Anderson herself remains a stalwart advocate for sexual assault education, an issue that hasn’t necessarily changed in importance since Steubenville, but whose importance has perhaps just suddenly, and disturbingly, become clearer to many in America. In an excellent recent interview with Jen Doll at the Atlantic, Anderson explained:
“I was shocked when I realized how ignorant boys are about this. It became clear in 2002, after five years of pretty heavy school visits, and people putting the book into the curriculum. In every single demographic—country, city, suburban, various economic classes, ethnic backgrounds—I’d go into a class and talk about the book. And usually by the end, a junior boy would say, ‘I love the book, but I really didn’t get why she was so upset.’ I heard that so many times. The first couple dozen times I sort of freaked, and then I got down from my judgmental podium and started to ask questions. It became clear that teen boys don’t understand what rape is.”

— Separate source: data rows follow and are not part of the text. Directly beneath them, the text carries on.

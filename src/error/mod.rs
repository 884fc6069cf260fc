//! Error module for Wordtally.
//!
//! This module collects the error types of every component behind a single
//! top-level enum and provides a pluggable reporter so that the binary can
//! surface collaborator failures without crashing.

use std::fmt::{Display, Formatter};
use std::sync::Arc;

use once_cell::sync::Lazy;
use parking_lot::RwLock;
use thiserror::Error;

pub mod config;
pub mod loader;
pub mod report;

/// Result type alias used throughout Wordtally.
pub type WordTallyResult<T> = Result<T, WordTallyError>;

/// Core error enum for Wordtally.
#[derive(Error, Debug)]
pub enum WordTallyError {
    /// Errors occurring while reading source text or stop words.
    #[error("Loader error: {0}")]
    Loader(#[from] loader::LoaderError),

    /// Errors occurring while rendering or writing reports.
    #[error("Report error: {0}")]
    Report(#[from] report::ReportError),

    /// Errors occurring during configuration loading or validation.
    #[error("Configuration error: {0}")]
    Config(#[from] config::ConfigError),

    /// IO errors that may occur during file operations.
    #[error("IO error: {0}")]
    Io(#[from] std::io::Error),

    /// Custom error with message for cases where specific error types are not defined.
    #[error("{0}")]
    Custom(String),
}

/// Error reporting structure to provide context and debugging information.
#[derive(Debug)]
pub struct ErrorContext {
    /// The original error that occurred.
    pub error: WordTallyError,

    /// The component where the error occurred.
    pub component: String,

    /// Additional context information to help with debugging.
    pub details: Option<String>,

    /// Stack trace information if available.
    pub trace: Option<String>,
}

impl ErrorContext {
    /// Creates a new error context with the given error and component.
    ///
    /// # Arguments
    ///
    /// * `error` - The error that occurred
    /// * `component` - The component where the error occurred
    pub fn new<S: Into<String>>(error: WordTallyError, component: S) -> Self {
        Self {
            error,
            component: component.into(),
            details: None,
            trace: None,
        }
    }

    /// Adds detail information to the error context.
    pub fn with_details<S: Into<String>>(mut self, details: S) -> Self {
        self.details = Some(details.into());
        self
    }

    /// Adds stack trace information to the error context.
    pub fn with_trace<S: Into<String>>(mut self, trace: S) -> Self {
        self.trace = Some(trace.into());
        self
    }
}

impl Display for ErrorContext {
    fn fmt(&self, f: &mut Formatter<'_>) -> std::fmt::Result {
        write!(f, "Error in {}: {}", self.component, self.error)?;
        if let Some(details) = &self.details {
            write!(f, "\nDetails: {details}")?;
        }
        Ok(())
    }
}

/// Error reporter trait for reporting errors to various sinks.
pub trait ErrorReporter: Send + Sync + std::fmt::Debug {
    /// Report an error with context.
    fn report(&self, context: ErrorContext);
}

/// A simple error reporter implementation that logs errors using the tracing framework.
#[derive(Default, Debug)]
pub struct TracingErrorReporter;

impl TracingErrorReporter {
    /// Creates a new tracing reporter.
    pub fn new() -> Self {
        Self
    }
}

impl ErrorReporter for TracingErrorReporter {
    fn report(&self, context: ErrorContext) {
        tracing::error!(
            error = %context.error,
            component = %context.component,
            details = context.details.as_deref().unwrap_or("None"),
            trace = context.trace.as_deref().unwrap_or("None"),
            "Error reported"
        );
    }
}

/// Global error reporter accessor.
#[derive(Debug, Default)]
pub struct ErrorReporting {
    reporter: RwLock<Option<Arc<dyn ErrorReporter>>>,
}

impl ErrorReporting {
    /// Set the error reporter, replacing any previous one.
    pub fn set_reporter(&self, reporter: Arc<dyn ErrorReporter>) {
        *self.reporter.write() = Some(reporter);
    }

    /// Report an error with context.
    pub fn report(&self, context: ErrorContext) {
        let reporter = self.reporter.read().clone();
        match reporter {
            Some(reporter) => reporter.report(context),
            // Fallback to standard error output if no reporter is configured
            None => eprintln!("Error: {context}"),
        }
    }
}

/// Error reporting singleton instance.
static ERROR_REPORTING: Lazy<ErrorReporting> = Lazy::new(ErrorReporting::default);

/// Get the global error reporting instance.
pub fn get_error_reporting() -> &'static ErrorReporting {
    &ERROR_REPORTING
}

/// Set the global error reporter.
///
/// # Arguments
///
/// * `reporter` - The error reporter to use
pub fn set_error_reporter(reporter: Arc<dyn ErrorReporter>) {
    ERROR_REPORTING.set_reporter(reporter);
}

Teens are so often not explicitly taught things that adults assume they already know. With no other options, they frequently buy into the myths that wider society helps to propagate, such as the varied, seemingly unshakable myths about rape. Anderson cites the belief many still hold that rape can only be committed by “a stranger in the bushes with a gun,” while Malo-Juvera in his dissertation boiled his research down to two rape myth factors: “She wanted it,” and “She lied.”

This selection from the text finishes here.